My next largest block of values can be described by something like “preference utilitarianism”, which takes up perhaps ~30% of the total weight. Just as I “love” my in-group, so too do I love everyone, and thereby hope to satisfy their preferences to the best of my ability (so long as it doesn’t cost too much with respect to satisfying my other values). Inclusion in the group of “everyone” is largely an empirical question and depends on how well different plausible entities can be said to have preferences in a similar sense that I myself have preferences (i.e. placing everyone in a sort of “outer” in-group, to the exclusion of things that lack proper preferences). A necessary component of this could be something like “subjective experience” (more-so than “self-awareness”, since too many things have the latter, depending on your criteria — e.g. a fridge, a flashlight, a for-loop — but probably not the former, and if someone has the former but not the latter I’d still care about it).

Unfortunately, “subjective experience”, despite many valiant attempts to define it, remains to me total gobbledygook, but it has the rough shape and taste of something I’d be interested in. It also trespasses on questions of metaphysics (particularly ontology), which I’ve found largely bullshit-y (e.g. the goofy-ass determinism/indeterminism/compatibilism debates) since my initial readings in them during high school (though if pressed, I’d say that, in principle, I lean towards idealism, but in application and practice tend towards physicalism, reductionism, and it-doesn’t-really-matter-ism). I definitely don’t understand nearly enough about intelligence or philosophy or thought to definitively say which “algorithmic” preference-like-things I care about more than others, and the whole mess is mired in uncertainty, especially since I only have access to the outward expression of beings’ preferences according to their observed behaviors (and even then just the most superficial of glimpses!).
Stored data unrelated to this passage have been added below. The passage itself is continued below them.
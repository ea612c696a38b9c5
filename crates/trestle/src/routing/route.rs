use super::pattern::{CompiledPattern, PatternCompiler, validate_assertion};
use crate::fn_trait::FnTrait;
use crate::handler::{Converter, FnConverter, Handler};
use crate::injector::Inject;
use http::Method;
use std::collections::HashMap;

/// The HTTP methods a route accepts.
#[derive(Debug, Clone)]
pub(crate) enum MethodSet {
    /// The `*` wildcard: every method is admitted.
    Any,
    Methods(Vec<Method>),
}

impl MethodSet {
    /// Builds a method set from names, upper-casing them on the way in.
    /// `"*"` anywhere in the list makes the set a wildcard.
    ///
    /// # Panics
    ///
    /// Panics on a name that is not a valid HTTP method, since a bogus
    /// method list is a configuration fault.
    pub(crate) fn from_names(names: &[&str]) -> Self {
        if names.iter().any(|name| *name == "*") {
            return MethodSet::Any;
        }
        let methods = names
            .iter()
            .map(|name| {
                Method::from_bytes(name.to_ascii_uppercase().as_bytes())
                    .unwrap_or_else(|_| panic!("`{name}` is not a valid HTTP method"))
            })
            .collect();
        MethodSet::Methods(methods)
    }

    /// Whether `method` is admitted. A `GET` registration also admits
    /// `HEAD`, matching standard HTTP semantics.
    pub(crate) fn admits(&self, method: &Method) -> bool {
        match self {
            MethodSet::Any => true,
            MethodSet::Methods(methods) => methods
                .iter()
                .any(|candidate| candidate == method || (*candidate == Method::GET && *method == Method::HEAD)),
        }
    }
}

/// A single method-set + path-pattern + handler-chain binding.
///
/// Routes are configured through chainable setters while the owning
/// collection is still mutable; freezing compiles the pattern exactly once
/// and locks every setter.
pub struct Route {
    path: String,
    methods: MethodSet,
    handlers: Vec<Box<dyn Handler>>,
    converters: Vec<(String, Box<dyn Converter>)>,
    assertions: HashMap<String, String>,
    name: String,
    passthrough: bool,
    frozen: bool,
    compiled: Option<CompiledPattern>,
}

impl Route {
    /// Creates a route for `path` accepting every method. Handlers are
    /// attached by the collection the route is added to.
    pub fn new(path: impl Into<String>) -> Self {
        Self::with_methods(path, MethodSet::Any, false)
    }

    pub(crate) fn with_methods(path: impl Into<String>, methods: MethodSet, passthrough: bool) -> Self {
        Self {
            path: path.into(),
            methods,
            handlers: Vec::new(),
            converters: Vec::new(),
            assertions: HashMap::new(),
            name: String::new(),
            passthrough,
            frozen: false,
            compiled: None,
        }
    }

    /// The path template, including any mount prefixes applied at freeze.
    pub fn path(&self) -> &str {
        &self.path
    }

    /// The route name: explicitly set, or derived from the path at freeze.
    pub fn name(&self) -> &str {
        &self.name
    }

    pub fn is_passthrough(&self) -> bool {
        self.passthrough
    }

    pub fn is_frozen(&self) -> bool {
        self.frozen
    }

    /// Names this route.
    ///
    /// # Panics
    ///
    /// Panics when the route is frozen.
    pub fn set_name(&mut self, name: impl Into<String>) -> &mut Self {
        self.assert_unfrozen("set_name");
        self.name = name.into();
        self
    }

    /// Replaces the accepted method list. `"*"` accepts every method.
    ///
    /// # Panics
    ///
    /// Panics when the route is frozen or a name is not a valid method.
    pub fn set_methods(&mut self, methods: &[&str]) -> &mut Self {
        self.assert_unfrozen("set_methods");
        self.methods = MethodSet::from_names(methods);
        self
    }

    /// Constrains the variable `var` to match `pattern` instead of the
    /// default word-characters sub-pattern. A request value that does not
    /// match turns into a routing miss for this route.
    ///
    /// # Panics
    ///
    /// Panics when the route is frozen or `pattern` is not a valid regex;
    /// a bad assertion must surface at registration time, not on the first
    /// request.
    pub fn assert(&mut self, var: &str, pattern: &str) -> &mut Self {
        self.assert_unfrozen("assert");
        if let Err(error) = validate_assertion(var, pattern) {
            panic!("{error}");
        }
        self.assertions.insert(var.to_string(), pattern.to_string());
        self
    }

    /// Registers a converter for the variable `var`.
    ///
    /// The converter is an injectable async fn; its [`RawVar`] parameter
    /// receives the raw matched string and its return value is stored in
    /// the context's converted-variable map under `var`.
    ///
    /// [`RawVar`]: crate::RawVar
    ///
    /// # Panics
    ///
    /// Panics when the route is frozen.
    pub fn convert<F, Args>(&mut self, var: &str, converter: F) -> &mut Self
    where
        F: FnTrait<Args> + 'static,
        Args: Inject,
        F::Output: Send + Sync + 'static,
    {
        self.assert_unfrozen("convert");
        self.converters.push((var.to_string(), Box::new(FnConverter::new(converter))));
        self
    }

    pub(crate) fn add_handler(&mut self, handler: Box<dyn Handler>) {
        self.assert_unfrozen("adding a handler");
        self.handlers.push(handler);
    }

    pub(crate) fn handlers(&self) -> &[Box<dyn Handler>] {
        &self.handlers
    }

    pub(crate) fn converter_for(&self, var: &str) -> Option<&dyn Converter> {
        // the latest registration for a variable wins
        self.converters.iter().rev().find(|(name, _)| name.as_str() == var).map(|(_, converter)| converter.as_ref())
    }

    pub(crate) fn admits_method(&self, method: &Method) -> bool {
        self.methods.admits(method)
    }

    pub(crate) fn apply_prefix(&mut self, prefix: &str) {
        self.path = join_paths(prefix, &self.path);
    }

    /// Compiles the pattern and locks the route. Idempotent.
    ///
    /// # Panics
    ///
    /// Panics when the template does not compile; the route table must be
    /// valid before the first request is served.
    pub(crate) fn freeze(&mut self, compiler: &PatternCompiler) {
        if self.frozen {
            return;
        }
        let compiled = compiler
            .compile(&self.path, &self.assertions, self.passthrough)
            .unwrap_or_else(|error| panic!("{error}"));
        if self.name.is_empty() {
            self.name = derive_name(&self.path);
        }
        self.compiled = Some(compiled);
        self.frozen = true;
    }

    /// The compiled pattern. Only available once the route is frozen.
    pub(crate) fn compiled(&self) -> &CompiledPattern {
        self.compiled.as_ref().expect("route is not frozen yet")
    }

    fn assert_unfrozen(&self, operation: &str) {
        assert!(
            !self.frozen,
            "route `{}` is frozen: {} must happen before the application boots",
            if self.name.is_empty() { &self.path } else { &self.name },
            operation
        );
    }
}

/// Joins a mount prefix and a route path, collapsing the doubled slash and
/// the trailing slash of `prefix + "/"`.
pub(crate) fn join_paths(prefix: &str, path: &str) -> String {
    if prefix.is_empty() {
        return path.to_string();
    }
    let mut joined = prefix.trim_end_matches('/').to_string();
    if !path.starts_with('/') {
        joined.push('/');
    }
    joined.push_str(path);
    while joined.len() > 1 && joined.ends_with('/') {
        joined.pop();
    }
    if joined.is_empty() { "/".to_string() } else { joined }
}

fn derive_name(path: &str) -> String {
    let name: String = path
        .chars()
        .map(|c| if c.is_ascii_alphanumeric() { c } else { '_' })
        .collect::<String>()
        .split('_')
        .filter(|part| !part.is_empty())
        .collect::<Vec<_>>()
        .join("_");
    if name.is_empty() { "root".to_string() } else { name }
}
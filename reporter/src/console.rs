//! @ai:module:intent Render diagnostics as single-line CI log entries
//! @ai:module:layer infrastructure
//! @ai:module:public_api ConsoleReporter, format_line
//! @ai:module:depends_on path, diagnostic
//! @ai:module:stateless false

use crate::diagnostic::Diagnostic;
use crate::path::{absolute_root, normalize};
use std::io::Write;
use std::path::{Path, PathBuf};

/// @ai:intent Format a diagnostic as `{glyph}{tool}-{id}::file={path},line={start}::{message}`
/// @ai:pre message contains no newline
/// @ai:effects pure
/// @ai:edge_cases end_line is intentionally not part of the line
pub fn format_line(glyph: &str, tool_name: &str, diagnostic: &Diagnostic, repo_root: &Path) -> String {
    format!(
        "{}{}-{}::file={},line={}::{}",
        glyph,
        tool_name,
        diagnostic.id,
        normalize(&diagnostic.file, repo_root),
        diagnostic.start_line,
        diagnostic.message
    )
}

/// @ai:intent Writes log lines for one tool to an output sink
pub struct ConsoleReporter<W: Write> {
    out: W,
    tool_name: String,
    repo_root: PathBuf,
}

impl<W: Write> ConsoleReporter<W> {
    /// @ai:intent Create a reporter writing to the given sink
    /// @ai:post repo_root is stored in absolute, cleaned form
    /// @ai:effects env
    pub fn new(out: W, tool_name: impl Into<String>, repo_root: impl Into<PathBuf>) -> Self {
        Self {
            out,
            tool_name: tool_name.into(),
            repo_root: absolute_root(&repo_root.into()),
        }
    }

    /// @ai:intent Write one diagnostic line
    /// @ai:effects io
    pub fn write_line(&mut self, glyph: &str, diagnostic: &Diagnostic) {
        let line = format_line(glyph, &self.tool_name, diagnostic, &self.repo_root);
        self.emit(&line);
    }

    /// @ai:intent Write a tool-level message that is not tied to a file
    /// @ai:effects io
    pub fn write_message(&mut self, glyph: &str, message: &str) {
        let line = format!("{}{}::{}", glyph, self.tool_name, message);
        self.emit(&line);
    }

    pub fn tool_name(&self) -> &str {
        &self.tool_name
    }

    pub fn repo_root(&self) -> &Path {
        &self.repo_root
    }

    pub fn writer(&self) -> &W {
        &self.out
    }

    pub fn into_writer(self) -> W {
        self.out
    }

    // Output stream is treated as always available.
    fn emit(&mut self, line: &str) {
        let _ = writeln!(self.out, "{}", line);
        let _ = self.out.flush();
    }
}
On the one hand, I can be reasonably sure that stuff like individual photons, rocks, and bacteria aren’t “meaningfully” conscious or sentient or capable of desire, and reasonably sure that I am (though not entirely sure – it’s certainly possible that I am not, or that I do not think, which you might well suspect having read this far). Other people and animals with more sophisticated sorts of behaviors and brains (e.g. mammals, fish, birds, etc.) are closer to me on that scale, and stuff like flowers, mushrooms, current-day computers, and slime molds are closer to rocks and bacteria. “Simpler” animals (neurologically) like insects, bivalves, and echinoderms are somewhere in the middle (and I reckon the more sessile ones greater resemble plants than pigs, generally).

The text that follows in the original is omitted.